__Work to complete__: Go through the entries below. Copy out every line that contains "Option".

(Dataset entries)
****
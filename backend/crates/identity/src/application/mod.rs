//! Application Layer
//!
//! Identity services and use cases.

use std::future::Future;
use std::time::Duration;

use crate::error::{AuthError, AuthResult};

pub mod background;
pub mod config;
pub mod identity_cache;
pub mod oauth;
pub mod role_gate;
pub mod second_factor;
pub mod session_resolver;
pub mod sign_in;
pub mod sign_up;
pub mod token_service;

// Re-exports
pub use background::{AuditEvent, AuditSink, BackgroundDispatcher, BackgroundJob, MailMessage, Mailer};
pub use config::{ConfigError, IdentityConfig};
pub use identity_cache::IdentityCache;
pub use oauth::{CallbackParams, OAuthProvider, OAuthReconciler, OAuthStateStore};
pub use role_gate::{AccessDecision, DenyReason, RoleSet, authorize};
pub use second_factor::{SecondFactor, SecondFactorMarker, SecondFactorState};
pub use session_resolver::{ResolvedSession, SessionResolver};
pub use sign_in::{SignInInput, SignInOutput, SignInUseCase};
pub use sign_up::{SignUpInput, SignUpOutput, SignUpUseCase};
pub use token_service::TokenService;

/// Run a credential-store call under a deadline. Dropping the future on
/// timeout abandons the query; it is never retried here.
pub(crate) async fn store_call<T, F>(limit: Duration, call: F) -> AuthResult<T>
where
    F: Future<Output = AuthResult<T>>,
{
    tokio::time::timeout(limit, call)
        .await
        .map_err(|_| AuthError::StoreTimeout)?
}
//! Shared Kernel - Domain-crossing minimal core
//!
//! This crate contains the vocabulary every backend crate agrees on:
//! - Common error types and result aliases
//! - Typed identifiers backed by UUIDs
//!
//! Anything identity-specific belongs in the `identity` crate.

pub mod error {
    pub mod app_error;
    pub mod conversions;
    pub mod kind;
}
pub mod id;
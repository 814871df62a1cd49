//! Store Traits
//!
//! The credential store is an external collaborator; the core only ever
//! calls these verbs. Implementations live in the infrastructure layer.

use kernel::id::UserId;

use crate::domain::entity::user::User;
use crate::domain::value_object::{email::Email, lookup_id::LookupId, totp_secret::TotpSecret};
use crate::error::AuthResult;

/// Credential store adapter
#[trait_variant::make(CredentialStore: Send)]
pub trait LocalCredentialStore {
    /// Find user by normalized email
    async fn get_by_email(&self, email: &Email) -> AuthResult<Option<User>>;

    /// Find user by public lookup id
    async fn get_by_lookup_id(&self, lookup_id: &LookupId) -> AuthResult<Option<User>>;

    /// Insert a new user.
    ///
    /// ## Errors
    /// `UserAlreadyExists` when the email (or lookup id) is taken.
    async fn create(&self, user: &User) -> AuthResult<User>;

    /// Bind a TOTP secret to the account if it has none.
    ///
    /// Returns `false` when a secret was already bound; the stored one is
    /// kept.
    async fn update_totp_secret(&self, id: &UserId, secret: &TotpSecret) -> AuthResult<bool>;
}
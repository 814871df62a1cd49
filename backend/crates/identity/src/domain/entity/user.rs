//! User Entity
//!
//! The identity record: who the account is, how it signs in, and whether a
//! second factor is bound to it.

use chrono::{DateTime, Utc};
use kernel::id::UserId;

use crate::domain::value_object::{
    auth_provider::AuthProvider, email::Email, lookup_id::LookupId, totp_secret::TotpSecret,
    user_password::UserPassword, user_role::UserRole,
};

/// Profile data an OAuth provider reports about a signed-in account.
#[derive(Debug, Clone, PartialEq, Eq)]
pub struct ProviderProfile {
    pub provider: AuthProvider,
    /// Provider-side account id
    pub provider_id: String,
    pub email: String,
    pub email_verified: bool,
    pub display_name: Option<String>,
    pub avatar_url: Option<String>,
}

#[derive(Debug, Clone, PartialEq)]
pub struct User {
    /// Internal primary key; never leaves the server
    pub id: UserId,
    /// Public identifier embedded in session tokens
    pub lookup_id: LookupId,
    pub email: Email,
    /// Present iff `provider` is `Email`
    pub password: Option<UserPassword>,
    pub role: UserRole,
    pub provider: AuthProvider,
    pub provider_id: Option<String>,
    pub display_name: Option<String>,
    pub avatar_url: Option<String>,
    pub totp_secret: Option<TotpSecret>,
    pub email_verified: bool,
    pub created_at: DateTime<Utc>,
}

impl User {
    /// New email/password account; email unverified until confirmed.
    pub fn with_password(email: Email, password: UserPassword) -> Self {
        Self {
            id: UserId::new(),
            lookup_id: LookupId::generate(),
            email,
            password: Some(password),
            role: UserRole::default(),
            provider: AuthProvider::Email,
            provider_id: None,
            display_name: None,
            avatar_url: None,
            totp_secret: None,
            email_verified: false,
            created_at: Utc::now(),
        }
    }

    /// New account from a verified provider profile; never has a password.
    pub fn from_provider(email: Email, profile: &ProviderProfile) -> Self {
        Self {
            id: UserId::new(),
            lookup_id: LookupId::generate(),
            email,
            password: None,
            role: UserRole::default(),
            provider: profile.provider,
            provider_id: Some(profile.provider_id.clone()),
            display_name: profile.display_name.clone(),
            avatar_url: profile.avatar_url.clone(),
            totp_secret: None,
            email_verified: true,
            created_at: Utc::now(),
        }
    }

    #[inline]
    pub fn is_totp_enrolled(&self) -> bool {
        self.totp_secret.is_some()
    }
}
//! Identity Router

use axum::{
    Router, middleware,
    routing::{get, post},
};

use crate::application::RoleSet;
use crate::presentation::handlers;
use crate::presentation::middleware::{audit_admin, require_roles, require_session};
use crate::presentation::state::{Backend, IdentityState};

/// All identity routes under `/api`
pub fn identity_router<B: Backend>(state: IdentityState<B>) -> Router {
    let public = Router::new()
        .route("/api/users/register", post(handlers::register::<B>))
        .route("/api/users/login", post(handlers::login::<B>))
        .route("/api/oauth/google/login", get(handlers::oauth_login::<B>))
        .route("/api/oauth/google/callback", get(handlers::oauth_callback::<B>));

    let authenticated = Router::new()
        .route("/api/users/profile", get(handlers::profile))
        .route("/api/two/enroll", post(handlers::two_enroll::<B>))
        .route("/api/two/validate", post(handlers::two_validate::<B>))
        .route("/api/two/status", get(handlers::two_status::<B>))
        .route_layer(middleware::from_fn_with_state(
            state.clone(),
            require_session::<B>,
        ));

    // Layers run last-added first: session, then role gate, then audit
    let admin = Router::new()
        .route("/api/admin/profile", get(handlers::admin_profile::<B>))
        .route("/api/admin/users/{lookup_id}", get(handlers::admin_get_user::<B>))
        .route("/api/admin/search", post(handlers::admin_search::<B>))
        .route_layer(middleware::from_fn_with_state(
            state.dispatcher.clone(),
            audit_admin,
        ))
        .route_layer(middleware::from_fn_with_state(
            RoleSet::admin_only(),
            require_roles,
        ))
        .route_layer(middleware::from_fn_with_state(
            state.clone(),
            require_session::<B>,
        ));

    public.merge(authenticated).merge(admin).with_state(state)
}
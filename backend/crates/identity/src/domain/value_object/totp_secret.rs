//! TOTP Secret Value Object
//!
//! Base32-encoded shared secret for an authenticator app. Set once at
//! enrollment and kept for the lifetime of the account.

use std::fmt;

use totp_rs::Secret;

use crate::error::{AuthError, AuthResult};

#[derive(Clone, PartialEq, Eq)]
pub struct TotpSecret {
    base32: String,
}

impl TotpSecret {
    /// New random 160-bit secret
    pub fn generate() -> Self {
        Self {
            base32: Secret::generate_secret().to_encoded().to_string(),
        }
    }

    /// Create from a stored base32 string, checking it decodes
    pub fn from_base32(secret: impl Into<String>) -> AuthResult<Self> {
        let base32 = secret.into();
        Secret::Encoded(base32.clone())
            .to_bytes()
            .map_err(|e| AuthError::Internal(format!("Invalid TOTP secret: {e:?}")))?;
        Ok(Self { base32 })
    }

    /// Create from raw key bytes
    pub fn from_bytes(bytes: &[u8]) -> Self {
        Self {
            base32: Secret::Raw(bytes.to_vec()).to_encoded().to_string(),
        }
    }

    pub fn as_base32(&self) -> &str {
        &self.base32
    }

    pub fn to_bytes(&self) -> AuthResult<Vec<u8>> {
        Secret::Encoded(self.base32.clone())
            .to_bytes()
            .map_err(|e| AuthError::Internal(format!("Invalid TOTP secret: {e:?}")))
    }
}

impl fmt::Debug for TotpSecret {
    fn fmt(&self, f: &mut fmt::Formatter<'_>) -> fmt::Result {
        f.debug_tuple("TotpSecret").field(&"[REDACTED]").finish()
    }
}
****
__Answer to this exercise__:
    async fn get_by_email(&self, email: &Email) -> AuthResult<Option<User>>;
    async fn get_by_lookup_id(&self, lookup_id: &LookupId) -> AuthResult<Option<User>>;
    pub display_name: Option<String>,
    pub avatar_url: Option<String>,
    pub password: Option<UserPassword>,
    pub provider_id: Option<String>,
    pub display_name: Option<String>,
    pub avatar_url: Option<String>,
    pub totp_secret: Option<TotpSecret>,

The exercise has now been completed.